Democrats and their allies in the gun control movement have pushed for new gun control measures in the wake of the Las Vegas shooting on Oct. 1. Gun control activists said Democrats need to pursue the new gun control measures they've expressed support for.
"Democrats need to find courage and learn to speak to the issue," Ladd Everitt, director of the group 1Pulse4America, told the paper. "There’s a lot of anger in this movement about the response from Democrats right now. People think it’s totally inadequate."
Schumer's fellow Democrats have yet to commit to his plan.

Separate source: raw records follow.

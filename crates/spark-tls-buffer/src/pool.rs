use std::sync::{
    Arc,
    atomic::{AtomicU64, AtomicUsize, Ordering},
};

use bytes::BytesMut;
use spin::Mutex;

use crate::segment::{AllocationMode, BufferRecycler, ReclaimedBuffer, Segment, SegmentOwner};

/// `SegmentPool` 基于自由链表复用 `BytesMut`，为 TLS 会话提供网络段与应用段。
///
/// # 模块角色（Why）
/// - 每条 TLS 连接都要在握手与读写之间反复申请“一个完整记录大小”的缓冲，
///   自由链表让这些块在连接之间循环使用，减少分配抖动；
/// - 借助 [`Segment`] 的 `Drop` 钩子自动回收，调用方无需在每个错误分支上手动归还。
///
/// # 核心机制（How）
/// - `spin::Mutex<Vec<BytesMut>>` 作为自由链表，租借时优先复用容量足够的块；
/// - `PoolMetrics` 以原子计数跟踪分配、复用、未命中与活跃租约，`statistics` 生成快照；
/// - `Transient` 段回收时不进入自由链表，只更新统计。
///
/// # 契约说明（What）
/// - **线程安全**：共享状态均受 `spin::Mutex` 或原子计数保护，`Clone` 后共享同一内部状态；
/// - **后置条件**：`acquire(min, _)` 返回的段满足 `capacity() >= min`，且 `position == limit == 0`；
/// - **释放**：每个段恰好回收一次，`active_leases` 在全部段释放后归零。
///
/// # 设计权衡（Trade-offs）
/// - 采用首次适配（first fit）而非最佳适配，换取常数级的锁持有时间；
/// - 自由链表默认不设上限：突发流量留下的峰值容量会一直保留到 `shrink` 被调用；
///   需要限制常驻内存时用 [`SegmentPool::with_retained_limit`] 设定上限，超出部分回收时直接释放；
/// - `shrink` 直接清空自由链表，便于压测后快速归还峰值内存。
#[derive(Clone)]
pub struct SegmentPool {
    inner: Arc<PoolInner>,
}

impl Default for SegmentPool {
    fn default() -> Self {
        Self::with_retained_limit(usize::MAX)
    }
}

impl std::fmt::Debug for SegmentPool {
    fn fmt(&self, f: &mut std::fmt::Formatter<'_>) -> std::fmt::Result {
        f.debug_struct("SegmentPool")
            .field("stats", &self.statistics())
            .finish()
    }
}

impl SegmentPool {
    pub fn new() -> Self {
        Self::default()
    }

    /// 自由链表最多保留 `max_retained_bytes` 字节可复用容量的池。
    pub fn with_retained_limit(max_retained_bytes: usize) -> Self {
        Self {
            inner: Arc::new(PoolInner::new(max_retained_bytes)),
        }
    }

    /// 自由链表保留容量的上限。
    pub fn retained_limit(&self) -> usize {
        self.inner.retained_limit
    }

    /// 租借至少 `min_size` 字节的段。
    pub fn acquire(&self, min_size: usize, mode: AllocationMode) -> Segment {
        let buf = self.inner.acquire_buffer(min_size, mode);
        let id = self.inner.next_id.fetch_add(1, Ordering::Relaxed);
        let recycler: Arc<dyn BufferRecycler> = self.inner.clone();
        let segment = Segment::leased(id, buf, mode, recycler);
        tracing::trace!(segment = id, capacity = segment.capacity(), ?mode, "segment acquired");
        segment
    }

    /// 扩容：分配容量为 `capacity + extra` 的新段，复制未消费内容后释放旧段。
    ///
    /// # 契约（What）
    /// - 返回段的可读内容与旧段完全一致，`position` 归零；
    /// - 所有者与分配模式沿用旧段；
    /// - 旧段在返回前已回收，调用方不可能再读取它。
    pub fn grow(&self, segment: Segment, extra: usize) -> Segment {
        let mut grown = self.acquire(segment.capacity() + extra, segment.mode());
        grown.put_slice(segment.readable());
        grown.transfer(segment.owner());
        tracing::trace!(
            from = segment.id(),
            to = grown.id(),
            capacity = grown.capacity(),
            "segment grown"
        );
        self.release(segment);
        grown
    }

    /// 显式释放段。
    pub fn release(&self, mut segment: Segment) {
        segment.transfer(SegmentOwner::Pool);
        drop(segment);
    }

    /// 复用策略：段已读空且容量满足需求时清空并原地复用，否则释放并重新租借。
    pub fn reuse_or_replace(
        &self,
        mut segment: Segment,
        required: usize,
        mode: AllocationMode,
    ) -> Segment {
        if segment.is_drained() && segment.capacity() >= required {
            segment.clear();
            self.inner.metrics.reuses.fetch_add(1, Ordering::Relaxed);
            segment
        } else {
            let owner = segment.owner();
            self.release(segment);
            let mut replacement = self.acquire(required, mode);
            replacement.transfer(owner);
            replacement
        }
    }

    /// 清空自由链表，返回归还的字节数。
    pub fn shrink(&self) -> usize {
        self.inner.shrink_free_list()
    }

    /// 统计快照。
    pub fn statistics(&self) -> PoolStats {
        self.inner.snapshot()
    }
}

/// 池统计快照。
#[derive(Clone, Copy, Debug, Default, PartialEq, Eq)]
pub struct PoolStats {
    /// 当前由池持有或借出的总容量。
    pub allocated_bytes: usize,
    /// 自由链表中可立即复用的容量。
    pub available_bytes: usize,
    /// 尚未回收的段数量。
    pub active_leases: usize,
    /// 自由链表中的块数量。
    pub free_segments: usize,
    /// 累计租借次数。
    pub acquisitions: u64,
    /// 累计回收次数。
    pub releases: u64,
    /// 原地复用（`reuse_or_replace` 命中）与自由链表命中的次数。
    pub reuses: u64,
    /// 自由链表未命中、需要新分配的次数。
    pub misses: u64,
}

struct PoolInner {
    free_list: Mutex<Vec<BytesMut>>,
    retained_limit: usize,
    metrics: PoolMetrics,
    next_id: AtomicU64,
}

impl PoolInner {
    fn new(retained_limit: usize) -> Self {
        Self {
            free_list: Mutex::new(Vec::new()),
            retained_limit,
            metrics: PoolMetrics::default(),
            next_id: AtomicU64::new(1),
        }
    }

    fn acquire_buffer(&self, min_size: usize, mode: AllocationMode) -> BytesMut {
        self.metrics.acquisitions.fetch_add(1, Ordering::Relaxed);
        self.metrics.active_leases.fetch_add(1, Ordering::Relaxed);

        let reused = if mode == AllocationMode::Reusable {
            let mut list = self.free_list.lock();
            list.iter()
                .position(|buf| buf.len() >= min_size)
                .map(|index| list.swap_remove(index))
        } else {
            None
        };

        match reused {
            Some(buf) => {
                saturating_sub(&self.metrics.available_bytes, buf.len());
                self.metrics.reuses.fetch_add(1, Ordering::Relaxed);
                buf
            }
            None => {
                self.metrics.misses.fetch_add(1, Ordering::Relaxed);
                self.metrics
                    .allocated_bytes
                    .fetch_add(min_size, Ordering::Relaxed);
                BytesMut::zeroed(min_size)
            }
        }
    }

    fn shrink_free_list(&self) -> usize {
        let mut list = self.free_list.lock();
        let reclaimed: usize = list.iter().map(BytesMut::len).sum();
        list.clear();
        saturating_sub(&self.metrics.available_bytes, reclaimed);
        saturating_sub(&self.metrics.allocated_bytes, reclaimed);
        reclaimed
    }

    fn snapshot(&self) -> PoolStats {
        let free_segments = self.free_list.lock().len();
        let metrics = &self.metrics;
        PoolStats {
            allocated_bytes: metrics.allocated_bytes.load(Ordering::Relaxed),
            available_bytes: metrics.available_bytes.load(Ordering::Relaxed),
            active_leases: metrics.active_leases.load(Ordering::Relaxed),
            free_segments,
            acquisitions: metrics.acquisitions.load(Ordering::Relaxed),
            releases: metrics.releases.load(Ordering::Relaxed),
            reuses: metrics.reuses.load(Ordering::Relaxed),
            misses: metrics.misses.load(Ordering::Relaxed),
        }
    }
}

impl BufferRecycler for PoolInner {
    fn reclaim(&self, reclaimed: ReclaimedBuffer) {
        saturating_sub(&self.metrics.active_leases, 1);
        self.metrics.releases.fetch_add(1, Ordering::Relaxed);
        let capacity = reclaimed.capacity();
        let mode = reclaimed.mode();
        match reclaimed.into_buffer() {
            Some(buf) if mode == AllocationMode::Reusable => {
                let mut list = self.free_list.lock();
                let available = self.metrics.available_bytes.load(Ordering::Relaxed);
                if available.saturating_add(capacity) <= self.retained_limit {
                    self.metrics
                        .available_bytes
                        .fetch_add(capacity, Ordering::Relaxed);
                    list.push(buf);
                } else {
                    drop(list);
                    saturating_sub(&self.metrics.allocated_bytes, capacity);
                    tracing::trace!(capacity, "free list full, segment dropped");
                }
            }
            _ => saturating_sub(&self.metrics.allocated_bytes, capacity),
        }
    }
}

#[derive(Default)]
struct PoolMetrics {
    allocated_bytes: AtomicUsize,
    available_bytes: AtomicUsize,
    active_leases: AtomicUsize,
    acquisitions: AtomicU64,
    releases: AtomicU64,
    reuses: AtomicU64,
    misses: AtomicU64,
}

fn saturating_sub(target: &AtomicUsize, value: usize) {
    let _ = target.fetch_update(Ordering::Relaxed, Ordering::Relaxed, |current| {
        Some(current.saturating_sub(value))
    });
}

#[cfg(test)]
mod tests {
    use super::*;

    #[test]
    fn reusable_capacity_returns_to_pool() {
        let pool = SegmentPool::new();
        {
            let mut segment = pool.acquire(64, AllocationMode::Reusable);
            assert!(segment.capacity() >= 64);
            segment.put_slice(&[1, 2, 3, 4]);
        }
        let snapshot = pool.statistics();
        assert!(snapshot.available_bytes >= 64);
        assert_eq!(snapshot.active_leases, 0);

        let second = pool.acquire(16, AllocationMode::Reusable);
        assert!(second.capacity() >= 64, "free list block should be reused");
        assert!(second.is_drained());
    }

    #[test]
    fn transient_segments_never_enter_free_list() {
        let pool = SegmentPool::new();
        pool.release(pool.acquire(128, AllocationMode::Transient));
        let stats = pool.statistics();
        assert_eq!(stats.free_segments, 0);
        assert_eq!(stats.allocated_bytes, 0);
        assert_eq!(stats.releases, 1);
    }
}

Senator Martin Heinrich (D., N.M.) said he agrees that the budget debate shouldn't be bogged down by unrelated items. "On a budget vote-a-rama I think we’re going to be focused on the fundamentals, the fact that this budget cuts Medicare, Medicaid and raises taxes on the working poor," he told the Hill. "That’s going to be our focus."
However, Senator Chris Murphy (D., Conn.), one of the Senate's most vocal gun control proponents, said he is drafting gun control amendments but didn't know if he would actually call for a vote on any of them.
"I'm drafting a variety of amendments," he told the paper. "Some of them have to do with gun policy. I don’t know whether I will eventually call them. I would only put things on the floor that have the broad support of the caucus. This budget is so toxic on its own terms I think there’s a question about whether you want to take the focus away from this terrible [budget] vote they’re about to cast."